Effect of Pepsin–Trypsin In Vitro Gastro-Intestinal Digestion on the Antioxidant Capacities of Ultra-Filtrated Rice Bran Protein Hydrolysates (Molecular Weight > 10 kDa; 3–10 kDa, and < 3 kDa)

Abstract

The antioxidant capacities of rice bran protein hydrolysates (RBPH) obtained by in vitro gastro-intestinal (GI) digestion by pepsin–trypsin (P–T) system were investigated. The hydrolysates were separated by ultrafiltration into three fractions (FI: molecular weight (MW) > 10 kDa, FII: MW 3–10 kDa, and FIII: MW < 3 kDa). Furthermore, the protein content and free amino acids of hydrolysates were studied. The results showed that fraction FII with MW 3–10 kDa had the highest antioxidant activity: DPPH of 28.34 ± 0.16%, ABTS of 30.66 ± 0.29%, and metal chelating activity of 61.04 ± 0.38%, and was further purified by RP-HPLC. Four sub-peptide fractions (F1, F2, F3, and F4) were collected and their antioxidant activities were assessed.

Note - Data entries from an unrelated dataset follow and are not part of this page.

//! Wall-clock times of day in `HH:MM` form.
//!
//! Operating hours and bookings store times as zero-padded 24-hour strings.
//! [`ClockTime`] is the parsed minute-of-day, so slot arithmetic never touches
//! strings. `"24:00"` is accepted to mean end of day.

use std::fmt;
use std::str::FromStr;

use chrono::{NaiveTime, Timelike};
use serde::{de, Deserialize, Deserializer, Serialize, Serializer};

use crate::error::{Result, SlotError};

pub const MINUTES_PER_DAY: u16 = 24 * 60;

/// A time of day, stored as minutes since midnight (`0..=1440`).
#[derive(Debug, Clone, Copy, PartialEq, Eq, PartialOrd, Ord, Hash)]
pub struct ClockTime(u16);

impl ClockTime {
    pub const MIDNIGHT: ClockTime = ClockTime(0);
    pub const END_OF_DAY: ClockTime = ClockTime(MINUTES_PER_DAY);

    /// Build from an hour/minute pair. `None` when out of range.
    pub fn from_hm(hour: u16, minute: u16) -> Option<Self> {
        if minute >= 60 {
            return None;
        }
        Self::from_minutes(hour.checked_mul(60)?.checked_add(minute)?)
    }

    /// Build from minutes since midnight. `None` past end of day.
    pub fn from_minutes(minutes: u16) -> Option<Self> {
        (minutes <= MINUTES_PER_DAY).then_some(Self(minutes))
    }

    /// Caller guarantees `minutes <= MINUTES_PER_DAY`.
    pub(crate) fn from_minutes_within_day(minutes: u32) -> Self {
        debug_assert!(minutes <= u32::from(MINUTES_PER_DAY));
        Self(minutes as u16)
    }

    /// Parse a zero-padded `HH:MM` string.
    ///
    /// # Errors
    /// Returns [`SlotError::InvalidTime`] for anything other than the canonical
    /// `HH:MM` form of a time within `00:00..=24:00`.
    pub fn parse(s: &str) -> Result<Self> {
        if s == "24:00" {
            return Ok(Self::END_OF_DAY);
        }
        // chrono accepts single-digit hours and surrounding padding, so only the
        // string that formats back to itself is canonical.
        match NaiveTime::parse_from_str(s, "%H:%M") {
            Ok(time) if time.format("%H:%M").to_string() == s => Ok(Self::from(time)),
            _ => Err(SlotError::InvalidTime(s.to_string())),
        }
    }

    pub fn minutes(self) -> u16 {
        self.0
    }

    pub fn hour(self) -> u16 {
        self.0 / 60
    }

    pub fn minute(self) -> u16 {
        self.0 % 60
    }
}

impl From<NaiveTime> for ClockTime {
    /// Seconds are dropped.
    fn from(time: NaiveTime) -> Self {
        // hour < 24 and minute < 60, so this stays below MINUTES_PER_DAY.
        Self::from_minutes_within_day(time.hour() * 60 + time.minute())
    }
}

impl fmt::Display for ClockTime {
    fn fmt(&self, f: &mut fmt::Formatter<'_>) -> fmt::Result {
        write!(f, "{:02}:{:02}", self.hour(), self.minute())
    }
}

impl FromStr for ClockTime {
    type Err = SlotError;

    fn from_str(s: &str) -> Result<Self> {
        Self::parse(s)
    }
}

impl Serialize for ClockTime {
    fn serialize<S: Serializer>(&self, serializer: S) -> std::result::Result<S::Ok, S::Error> {
        serializer.collect_str(self)
    }
}

impl<'de> Deserialize<'de> for ClockTime {
    fn deserialize<D: Deserializer<'de>>(deserializer: D) -> std::result::Result<Self, D::Error> {
        let raw = String::deserialize(deserializer)?;
        Self::parse(&raw).map_err(de::Error::custom)
    }
}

The results displayed that F2 sub-peptide fraction owned a higher metal chelating activity (72.09 ± 0.32%) than other sub-peptide fractions. The amino acids composition of the purified peptide (F2) was evaluated, which could play an essential role in its antioxidant activity. The results indicated that rice bran proteins are rich in antioxidant peptides which can be employed as a potential source of natural bioactive compounds. The peptides produced can resist physiological digestion in the GI tract.